Task prompt → Here are some records; copy every line that holds the word "both".

Listed records →
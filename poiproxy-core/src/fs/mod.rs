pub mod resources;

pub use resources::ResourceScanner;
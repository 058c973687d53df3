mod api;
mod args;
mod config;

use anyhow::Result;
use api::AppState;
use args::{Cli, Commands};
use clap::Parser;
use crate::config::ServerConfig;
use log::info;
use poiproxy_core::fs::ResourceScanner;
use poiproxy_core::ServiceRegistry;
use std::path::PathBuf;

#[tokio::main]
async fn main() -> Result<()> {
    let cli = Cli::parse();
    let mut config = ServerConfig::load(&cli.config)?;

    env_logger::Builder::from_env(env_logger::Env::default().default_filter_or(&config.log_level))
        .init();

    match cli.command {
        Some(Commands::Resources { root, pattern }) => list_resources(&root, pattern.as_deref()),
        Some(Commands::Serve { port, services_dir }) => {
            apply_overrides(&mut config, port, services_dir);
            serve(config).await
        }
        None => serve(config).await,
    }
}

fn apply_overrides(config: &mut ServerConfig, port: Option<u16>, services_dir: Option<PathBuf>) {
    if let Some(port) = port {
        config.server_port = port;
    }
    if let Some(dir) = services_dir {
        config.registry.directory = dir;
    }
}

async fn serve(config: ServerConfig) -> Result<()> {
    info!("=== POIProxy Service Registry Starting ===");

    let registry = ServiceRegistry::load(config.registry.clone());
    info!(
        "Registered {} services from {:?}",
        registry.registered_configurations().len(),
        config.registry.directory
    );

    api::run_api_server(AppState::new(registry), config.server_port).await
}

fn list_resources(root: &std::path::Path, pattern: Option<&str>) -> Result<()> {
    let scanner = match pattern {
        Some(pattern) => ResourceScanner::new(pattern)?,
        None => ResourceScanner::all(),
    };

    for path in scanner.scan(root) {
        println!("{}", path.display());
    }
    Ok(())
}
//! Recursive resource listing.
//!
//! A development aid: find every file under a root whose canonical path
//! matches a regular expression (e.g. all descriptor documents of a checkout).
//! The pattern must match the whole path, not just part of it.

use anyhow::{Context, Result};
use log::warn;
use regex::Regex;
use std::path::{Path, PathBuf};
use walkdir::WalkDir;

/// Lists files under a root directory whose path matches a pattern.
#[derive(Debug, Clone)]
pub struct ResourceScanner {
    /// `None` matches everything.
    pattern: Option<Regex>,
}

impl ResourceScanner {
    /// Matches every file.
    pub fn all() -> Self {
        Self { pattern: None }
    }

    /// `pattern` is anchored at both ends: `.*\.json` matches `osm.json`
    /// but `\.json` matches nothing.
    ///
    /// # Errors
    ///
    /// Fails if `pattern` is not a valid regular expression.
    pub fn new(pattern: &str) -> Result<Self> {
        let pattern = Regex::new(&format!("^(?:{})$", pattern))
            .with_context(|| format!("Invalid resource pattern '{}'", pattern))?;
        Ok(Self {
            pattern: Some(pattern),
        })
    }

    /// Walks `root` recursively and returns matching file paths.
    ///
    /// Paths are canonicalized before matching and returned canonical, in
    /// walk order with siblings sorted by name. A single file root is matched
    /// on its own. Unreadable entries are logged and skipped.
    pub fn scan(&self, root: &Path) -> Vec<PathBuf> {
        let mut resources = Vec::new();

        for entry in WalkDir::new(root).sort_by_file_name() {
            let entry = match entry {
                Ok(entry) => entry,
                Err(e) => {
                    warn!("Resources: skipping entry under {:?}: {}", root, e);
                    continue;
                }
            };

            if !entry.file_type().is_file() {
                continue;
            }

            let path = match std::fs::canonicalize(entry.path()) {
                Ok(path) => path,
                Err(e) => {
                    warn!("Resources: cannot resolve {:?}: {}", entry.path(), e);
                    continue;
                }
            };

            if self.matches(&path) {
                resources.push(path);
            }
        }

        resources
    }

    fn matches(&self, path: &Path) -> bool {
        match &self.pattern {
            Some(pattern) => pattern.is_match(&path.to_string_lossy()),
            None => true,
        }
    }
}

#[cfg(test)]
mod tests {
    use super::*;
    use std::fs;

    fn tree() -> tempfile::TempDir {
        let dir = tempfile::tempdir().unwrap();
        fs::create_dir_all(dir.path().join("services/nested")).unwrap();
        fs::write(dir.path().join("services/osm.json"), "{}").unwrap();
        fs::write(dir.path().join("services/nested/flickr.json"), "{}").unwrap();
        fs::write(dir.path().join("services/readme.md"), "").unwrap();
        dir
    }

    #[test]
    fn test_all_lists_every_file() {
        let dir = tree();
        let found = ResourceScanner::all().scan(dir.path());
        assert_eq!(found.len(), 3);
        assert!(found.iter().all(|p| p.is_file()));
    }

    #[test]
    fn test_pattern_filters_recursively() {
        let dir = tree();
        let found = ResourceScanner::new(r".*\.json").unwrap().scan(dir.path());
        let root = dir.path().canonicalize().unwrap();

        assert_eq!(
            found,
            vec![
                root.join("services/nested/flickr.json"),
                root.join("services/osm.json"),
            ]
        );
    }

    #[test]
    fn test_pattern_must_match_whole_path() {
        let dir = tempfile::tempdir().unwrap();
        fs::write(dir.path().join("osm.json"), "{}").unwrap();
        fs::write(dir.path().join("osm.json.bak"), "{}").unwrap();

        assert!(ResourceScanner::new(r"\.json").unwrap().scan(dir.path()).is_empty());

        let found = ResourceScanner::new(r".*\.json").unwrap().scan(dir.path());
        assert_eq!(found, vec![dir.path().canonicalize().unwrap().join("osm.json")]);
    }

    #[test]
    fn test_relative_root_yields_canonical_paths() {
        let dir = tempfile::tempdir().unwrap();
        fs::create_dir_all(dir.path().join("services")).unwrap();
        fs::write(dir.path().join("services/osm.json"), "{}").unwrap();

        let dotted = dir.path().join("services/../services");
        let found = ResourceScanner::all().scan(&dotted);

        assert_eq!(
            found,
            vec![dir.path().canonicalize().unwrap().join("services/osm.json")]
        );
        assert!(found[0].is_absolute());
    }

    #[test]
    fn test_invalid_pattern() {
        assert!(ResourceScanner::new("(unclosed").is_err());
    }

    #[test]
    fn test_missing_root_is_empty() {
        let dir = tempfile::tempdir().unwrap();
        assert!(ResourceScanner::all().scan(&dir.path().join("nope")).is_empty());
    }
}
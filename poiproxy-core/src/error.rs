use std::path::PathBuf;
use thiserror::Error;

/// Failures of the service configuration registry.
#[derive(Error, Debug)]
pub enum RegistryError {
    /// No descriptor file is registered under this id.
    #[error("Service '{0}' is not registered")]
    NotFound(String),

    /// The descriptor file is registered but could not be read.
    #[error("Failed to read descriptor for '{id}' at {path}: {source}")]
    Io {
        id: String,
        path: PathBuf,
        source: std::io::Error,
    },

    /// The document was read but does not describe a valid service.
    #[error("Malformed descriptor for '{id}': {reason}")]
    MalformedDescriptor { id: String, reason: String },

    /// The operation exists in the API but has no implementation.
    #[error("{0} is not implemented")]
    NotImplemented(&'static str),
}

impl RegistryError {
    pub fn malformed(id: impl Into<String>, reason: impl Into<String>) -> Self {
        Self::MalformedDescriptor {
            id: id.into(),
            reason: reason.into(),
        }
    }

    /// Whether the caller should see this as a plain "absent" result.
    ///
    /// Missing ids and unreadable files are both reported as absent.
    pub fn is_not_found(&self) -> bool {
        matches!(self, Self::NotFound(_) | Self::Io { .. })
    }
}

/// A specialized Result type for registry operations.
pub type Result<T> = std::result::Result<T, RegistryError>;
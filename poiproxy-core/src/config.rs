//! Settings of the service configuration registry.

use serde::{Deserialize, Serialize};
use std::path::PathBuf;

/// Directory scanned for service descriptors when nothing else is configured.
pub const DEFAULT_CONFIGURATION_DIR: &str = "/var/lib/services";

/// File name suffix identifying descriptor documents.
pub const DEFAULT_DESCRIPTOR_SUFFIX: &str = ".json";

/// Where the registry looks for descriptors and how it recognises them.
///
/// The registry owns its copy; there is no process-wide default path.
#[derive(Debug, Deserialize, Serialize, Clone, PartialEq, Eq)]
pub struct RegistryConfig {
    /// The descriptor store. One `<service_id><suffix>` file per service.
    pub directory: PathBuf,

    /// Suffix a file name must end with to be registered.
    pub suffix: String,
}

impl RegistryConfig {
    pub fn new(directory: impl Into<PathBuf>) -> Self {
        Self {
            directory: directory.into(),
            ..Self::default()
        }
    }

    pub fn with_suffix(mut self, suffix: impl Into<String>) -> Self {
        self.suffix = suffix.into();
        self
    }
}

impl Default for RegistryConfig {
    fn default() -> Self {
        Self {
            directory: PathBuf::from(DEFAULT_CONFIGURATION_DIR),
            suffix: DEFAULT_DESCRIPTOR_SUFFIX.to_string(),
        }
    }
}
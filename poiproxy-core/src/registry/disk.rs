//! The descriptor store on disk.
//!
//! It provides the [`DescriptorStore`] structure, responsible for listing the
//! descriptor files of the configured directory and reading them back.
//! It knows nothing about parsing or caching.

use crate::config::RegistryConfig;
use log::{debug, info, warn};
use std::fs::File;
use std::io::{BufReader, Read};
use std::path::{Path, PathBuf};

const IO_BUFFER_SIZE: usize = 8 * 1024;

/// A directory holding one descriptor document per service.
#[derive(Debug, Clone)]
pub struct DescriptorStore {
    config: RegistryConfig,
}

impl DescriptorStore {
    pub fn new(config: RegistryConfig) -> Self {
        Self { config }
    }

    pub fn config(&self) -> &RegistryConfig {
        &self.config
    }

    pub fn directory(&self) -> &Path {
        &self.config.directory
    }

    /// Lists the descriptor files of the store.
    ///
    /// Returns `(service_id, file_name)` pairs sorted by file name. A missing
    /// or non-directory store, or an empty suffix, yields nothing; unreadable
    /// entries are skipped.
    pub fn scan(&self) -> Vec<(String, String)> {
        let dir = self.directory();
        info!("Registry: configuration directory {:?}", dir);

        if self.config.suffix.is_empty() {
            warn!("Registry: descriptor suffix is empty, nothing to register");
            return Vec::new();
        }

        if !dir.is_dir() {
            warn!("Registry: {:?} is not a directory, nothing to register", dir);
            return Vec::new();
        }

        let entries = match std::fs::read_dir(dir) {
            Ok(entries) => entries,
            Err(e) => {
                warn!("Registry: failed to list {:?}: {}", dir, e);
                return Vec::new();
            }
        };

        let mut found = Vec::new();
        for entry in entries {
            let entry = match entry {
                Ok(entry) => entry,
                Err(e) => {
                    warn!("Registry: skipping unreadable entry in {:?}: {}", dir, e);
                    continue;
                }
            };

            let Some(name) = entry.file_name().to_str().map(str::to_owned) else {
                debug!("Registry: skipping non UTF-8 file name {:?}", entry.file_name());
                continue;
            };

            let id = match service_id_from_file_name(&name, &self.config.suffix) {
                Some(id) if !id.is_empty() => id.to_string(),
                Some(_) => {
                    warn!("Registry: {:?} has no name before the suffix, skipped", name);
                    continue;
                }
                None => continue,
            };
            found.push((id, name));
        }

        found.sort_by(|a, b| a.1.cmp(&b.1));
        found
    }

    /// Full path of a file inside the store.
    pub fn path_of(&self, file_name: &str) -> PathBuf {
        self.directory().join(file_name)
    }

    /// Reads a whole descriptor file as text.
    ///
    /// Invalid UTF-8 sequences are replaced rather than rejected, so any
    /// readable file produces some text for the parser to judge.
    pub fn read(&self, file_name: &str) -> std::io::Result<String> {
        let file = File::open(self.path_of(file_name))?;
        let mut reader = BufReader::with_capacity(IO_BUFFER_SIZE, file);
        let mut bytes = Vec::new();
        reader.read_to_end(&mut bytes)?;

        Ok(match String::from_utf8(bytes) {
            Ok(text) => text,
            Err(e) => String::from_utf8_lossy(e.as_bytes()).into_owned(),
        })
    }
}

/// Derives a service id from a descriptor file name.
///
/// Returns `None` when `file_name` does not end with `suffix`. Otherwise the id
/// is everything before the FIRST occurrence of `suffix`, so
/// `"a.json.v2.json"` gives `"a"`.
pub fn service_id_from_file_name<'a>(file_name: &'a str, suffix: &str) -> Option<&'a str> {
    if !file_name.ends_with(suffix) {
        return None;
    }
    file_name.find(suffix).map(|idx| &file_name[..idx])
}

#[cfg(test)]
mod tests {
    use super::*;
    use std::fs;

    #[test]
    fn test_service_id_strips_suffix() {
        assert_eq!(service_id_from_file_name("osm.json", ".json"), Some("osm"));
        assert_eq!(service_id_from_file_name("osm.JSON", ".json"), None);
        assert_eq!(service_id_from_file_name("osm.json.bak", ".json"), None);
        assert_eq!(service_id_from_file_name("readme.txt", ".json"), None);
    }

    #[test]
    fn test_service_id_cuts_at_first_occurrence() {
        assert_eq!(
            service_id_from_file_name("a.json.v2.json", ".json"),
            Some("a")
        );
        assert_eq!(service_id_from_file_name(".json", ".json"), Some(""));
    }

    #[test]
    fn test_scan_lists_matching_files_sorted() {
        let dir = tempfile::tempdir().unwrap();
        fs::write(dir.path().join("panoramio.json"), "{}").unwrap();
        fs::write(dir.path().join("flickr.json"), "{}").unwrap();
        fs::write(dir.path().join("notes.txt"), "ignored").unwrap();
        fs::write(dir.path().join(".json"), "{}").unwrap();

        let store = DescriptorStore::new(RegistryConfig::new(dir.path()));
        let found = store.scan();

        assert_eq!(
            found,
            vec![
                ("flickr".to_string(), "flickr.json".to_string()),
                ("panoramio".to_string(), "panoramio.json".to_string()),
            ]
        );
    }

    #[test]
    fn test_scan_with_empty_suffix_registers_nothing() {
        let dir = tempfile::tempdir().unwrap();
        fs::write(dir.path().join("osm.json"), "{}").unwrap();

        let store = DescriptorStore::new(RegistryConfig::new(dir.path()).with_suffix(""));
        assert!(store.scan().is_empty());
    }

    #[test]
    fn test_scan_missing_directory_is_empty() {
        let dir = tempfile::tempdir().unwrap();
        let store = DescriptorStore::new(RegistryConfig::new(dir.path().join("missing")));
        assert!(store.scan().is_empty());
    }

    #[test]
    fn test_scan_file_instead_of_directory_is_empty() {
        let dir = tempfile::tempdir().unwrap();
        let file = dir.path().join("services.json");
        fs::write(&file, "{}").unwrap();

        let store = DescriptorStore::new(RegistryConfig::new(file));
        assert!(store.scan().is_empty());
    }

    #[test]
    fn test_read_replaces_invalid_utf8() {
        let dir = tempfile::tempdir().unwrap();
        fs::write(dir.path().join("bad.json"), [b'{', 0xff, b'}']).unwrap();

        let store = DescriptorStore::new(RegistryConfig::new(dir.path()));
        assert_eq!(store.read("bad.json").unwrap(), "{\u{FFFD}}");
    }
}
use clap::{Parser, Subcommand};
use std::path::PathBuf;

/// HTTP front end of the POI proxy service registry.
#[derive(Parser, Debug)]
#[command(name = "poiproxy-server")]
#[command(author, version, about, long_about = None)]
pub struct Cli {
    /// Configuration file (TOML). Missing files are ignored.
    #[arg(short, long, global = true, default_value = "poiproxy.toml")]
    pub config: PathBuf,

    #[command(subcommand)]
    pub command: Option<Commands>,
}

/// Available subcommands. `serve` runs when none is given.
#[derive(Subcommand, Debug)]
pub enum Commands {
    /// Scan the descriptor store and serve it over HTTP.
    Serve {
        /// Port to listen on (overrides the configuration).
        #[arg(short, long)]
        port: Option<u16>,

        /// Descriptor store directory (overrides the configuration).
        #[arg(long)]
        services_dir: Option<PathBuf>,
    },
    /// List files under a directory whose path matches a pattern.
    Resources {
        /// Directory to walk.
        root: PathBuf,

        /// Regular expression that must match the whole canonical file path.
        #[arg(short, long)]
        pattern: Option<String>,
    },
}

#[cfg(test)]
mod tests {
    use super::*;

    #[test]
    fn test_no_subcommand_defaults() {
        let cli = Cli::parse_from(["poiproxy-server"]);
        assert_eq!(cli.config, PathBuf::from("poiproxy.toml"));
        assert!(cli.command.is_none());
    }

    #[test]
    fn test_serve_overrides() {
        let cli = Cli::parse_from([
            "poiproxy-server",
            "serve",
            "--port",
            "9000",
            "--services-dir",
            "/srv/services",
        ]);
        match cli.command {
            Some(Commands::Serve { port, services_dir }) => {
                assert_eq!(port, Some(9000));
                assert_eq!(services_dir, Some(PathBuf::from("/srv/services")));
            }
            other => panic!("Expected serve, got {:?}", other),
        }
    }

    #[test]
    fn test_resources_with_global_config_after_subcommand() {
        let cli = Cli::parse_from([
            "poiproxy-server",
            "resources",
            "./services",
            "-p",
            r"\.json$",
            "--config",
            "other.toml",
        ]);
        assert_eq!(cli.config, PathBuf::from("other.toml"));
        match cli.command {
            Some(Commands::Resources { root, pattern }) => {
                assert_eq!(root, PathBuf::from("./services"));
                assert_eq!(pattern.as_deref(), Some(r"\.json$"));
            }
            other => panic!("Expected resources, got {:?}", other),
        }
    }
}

Task solution →
    /// `pattern` is anchored at both ends: `.*\.json` matches `osm.json`
    /// Missing ids and unreadable files are both reported as absent.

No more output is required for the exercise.